Confirmado y en la prestigiosa “Biology leters”: un bicho grande, de la familia de los dinosaurios y bautizado canónicamente como “Paludidraco multidentatus” bañaba sus tres o cuatro metros de largura en las profundidades del entonces llamado Mar de Tethys, en lo que hoy es el pantano de El Atance hace 230 millones de años, en el Triásico superior. Armado el puzle, se puede contemplar ahora el chasis en Cuenca, Museo de Paleontología de Castilla-La Mancha.
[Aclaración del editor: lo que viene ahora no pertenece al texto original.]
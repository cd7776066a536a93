//! The ingest and ask workflows.
//!
//! [`QaService`] owns the configuration, the embedding and chat backends, and
//! the single on-disk index slot. The HTTP server and the CLI both drive it.
//!
//! ```text
//! ingest: upload → temp file → extract → chunk ─┐ (per file, in order)
//!                                               └→ build index → persist (replace)
//! ask:    load index → retrieve top-k → prompt LLM → {answer, context}
//! ```
//!
//! Persisting takes the write side of an `RwLock` and loading takes the read
//! side, so an ask never reads a half-swapped index. Two concurrent ingests
//! still race; the last one to persist wins.

use std::io::Write;
use std::sync::Arc;

use tokio::sync::RwLock;

use crate::chunk::chunk_pages;
use crate::config::Config;
use crate::embedding::{create_embedder, Embedder};
use crate::error::{Error, Result};
use crate::extract::{extract_pages, ExtractError};
use crate::generate::{answer, create_chat_model, ChatModel};
use crate::index::VectorIndex;
use crate::models::{AskResponse, IngestReport, Page, UploadedFile};
use crate::retrieve::retrieve;

/// Status string reported by a successful ingest.
pub const INGEST_STATUS: &str = "PDF processed";

pub struct QaService {
    config: Arc<Config>,
    embedder: Arc<dyn Embedder>,
    chat: Arc<dyn ChatModel>,
    index_lock: RwLock<()>,
}

impl QaService {
    pub fn new(config: Config, embedder: Arc<dyn Embedder>, chat: Arc<dyn ChatModel>) -> Self {
        Self {
            config: Arc::new(config),
            embedder,
            chat,
            index_lock: RwLock::new(()),
        }
    }

    /// Build the service with the backends named in `config`.
    pub fn from_config(config: Config) -> Result<Self> {
        let embedder = create_embedder(&config.embedding)?;
        let chat = create_chat_model(&config.llm)?;
        Ok(Self::new(config, embedder, chat))
    }

    pub fn config(&self) -> &Config {
        &self.config
    }

    /// Extract, chunk and index `files`, replacing the current index.
    ///
    /// Files are processed in order and their segments concatenated. Any
    /// failure aborts the whole ingest and leaves the previous index intact.
    pub async fn ingest(&self, files: Vec<UploadedFile>) -> Result<IngestReport> {
        if files.is_empty() {
            return Err(Error::Validation("no files uploaded".to_string()));
        }

        let file_count = files.len();
        let mut segments = Vec::new();
        for file in files {
            let name = file.file_name.clone();
            let pages = self.extract_upload(file).await?;
            let chunks = chunk_pages(&pages, &self.config.chunking);
            tracing::debug!(
                file = %name,
                pages = pages.len(),
                chunks = chunks.len(),
                "extracted document"
            );
            segments.extend(chunks);
        }

        let num_chunks = segments.len();
        let index = VectorIndex::build(self.embedder.as_ref(), segments).await?;

        {
            let _guard = self.index_lock.write().await;
            let path = self.config.index.path.clone();
            tokio::task::spawn_blocking(move || index.persist(&path))
                .await
                .map_err(join_error)??;
        }

        tracing::info!(files = file_count, num_chunks, "ingested documents");
        Ok(IngestReport {
            status: INGEST_STATUS.to_string(),
            num_chunks,
        })
    }

    /// Answer `question` from the current index.
    pub async fn ask(&self, question: &str) -> Result<AskResponse> {
        if question.trim().is_empty() {
            return Err(Error::Validation("question must not be empty".to_string()));
        }

        let index = {
            let _guard = self.index_lock.read().await;
            let path = self.config.index.path.clone();
            let embedder = Arc::clone(&self.embedder);
            tokio::task::spawn_blocking(move || VectorIndex::load(&path, embedder.as_ref()))
                .await
                .map_err(join_error)??
        };

        let context = retrieve(
            &index,
            self.embedder.as_ref(),
            question,
            self.config.retrieval.k,
        )
        .await?;
        let answer = answer(self.chat.as_ref(), &context, question).await?;

        tracing::info!(
            indexed = index.len(),
            context_chars = context.len(),
            "answered question"
        );
        Ok(AskResponse { answer, context })
    }

    /// Stage `file` in a temp file, extract its pages, and remove the temp
    /// file whether or not extraction succeeded.
    async fn extract_upload(&self, file: UploadedFile) -> Result<Vec<Page>> {
        let upload_dir = self.config.server.upload_dir();
        let suffix = file
            .extension()
            .map(|ext| format!(".{}", ext))
            .unwrap_or_default();
        let UploadedFile { file_name, bytes } = file;

        let extracted = tokio::task::spawn_blocking(
            move || -> std::io::Result<std::result::Result<Vec<Page>, ExtractError>> {
                std::fs::create_dir_all(&upload_dir)?;
                let mut staged = tempfile::Builder::new()
                    .prefix("upload-")
                    .suffix(&suffix)
                    .tempfile_in(&upload_dir)?;
                staged.write_all(&bytes)?;
                staged.flush()?;
                Ok(extract_pages(staged.path()))
            },
        )
        .await
        .map_err(join_error)??;

        extracted.map_err(|source| Error::Extraction {
            file: file_name,
            source,
        })
    }
}

fn join_error(err: tokio::task::JoinError) -> Error {
    Error::Io(std::io::Error::other(err))
}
Prepárense autocares en el momento en que se inicie el curso, allá por septiembre, y desfilen alumnos capitaneados por los profesores de “Cono” para cumplimentar al paisano, al que exponen de perfil –para perfil el de Nefertiti- para tener cabal idea de lo que fue esa gloria de las profundidades marinas de tierradentro. A “Palu” no le hace falta radiografía porque se le cuentan huesos y costillas como a toda modelo que anunciaba trajes de baño en la pasarela Cibeles hace quince años. Y una vez adorada la reliquia, ¿qué?
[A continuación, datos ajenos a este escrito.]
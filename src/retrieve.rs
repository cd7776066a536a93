//! Context retrieval for a question.

use crate::embedding::{embed_query, Embedder};
use crate::error::Result;
use crate::index::VectorIndex;

/// Separator placed between retrieved segments in the context string.
pub const CONTEXT_SEPARATOR: &str = "\n\n";

/// Embed `query` and join the `k` nearest segments, most similar first.
///
/// No similarity threshold is applied. An index with fewer than `k` entries
/// contributes all of them; an empty index yields an empty string.
pub async fn retrieve(
    index: &VectorIndex,
    embedder: &dyn Embedder,
    query: &str,
    k: usize,
) -> Result<String> {
    if index.is_empty() {
        return Ok(String::new());
    }

    let query_vec = embed_query(embedder, query).await?;
    let hits = index.k_nearest(&query_vec, k);
    tracing::debug!(
        requested = k,
        returned = hits.len(),
        top_score = hits.first().map(|h| h.score),
        "retrieved context"
    );

    Ok(hits
        .iter()
        .map(|hit| hit.segment)
        .collect::<Vec<_>>()
        .join(CONTEXT_SEPARATOR))
}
España es un país de acelerados, y esta aceleración no es ventaja sino rémora. Tenemos prisa por todo y así nos va. “Palu” estaba en las profundidades marinas donde todavía llega la sombra del báculo episcopal, bien que sumergido en las aguas de un pueblo cuyos dos últimos vecinos tardaron en ahuecar. En las tierras altas de Escocia se lo montan mejor: en el lago Ness existe y no existe un monstruo al que un turisteo importante va por si ese día asoma el colodrillo. El monstruo ha dado para libros, películas, llaveros, bufandas, cervezas y todo eso que llaman merchandising, tan importante para que la región sobreviva. No tienen prisa, si tiene que salir la criatura, ya saldrá; si es legendaria, que más da alargar la leyenda otros tantos siglos. Pues no, aquí nos ha faltado tiempo para ponerlo mirando a Cuenca, recomponerlo, atornillarlo, bautizarlo y exhibirlo. Y, como el pescador, a echar el arpón por si pica otro y lo ponemos al lado. El pantano de El Atance podría haber sido un lugar de peregrinación, ahora que el hombre anda perdido y busca señales que le lleven a los pies de un santo, de un grial, de una reliquia o de un Cristo como el de Borja, pura blasfemia artística. Pero los arqueólogos, como el niño cabroncete, nos han desvelado el final de la película sin que hubiera terminado el NO-DO. “Palu” se ha quedado en Cuenca, como los caballos blancos a la luz de la luna cruzando un río que se cuelgan en la sala de las casas de los pueblos. Saquemos, pues, un boleto a Escocia, nos espera su primo Ness, el más listo de la clase.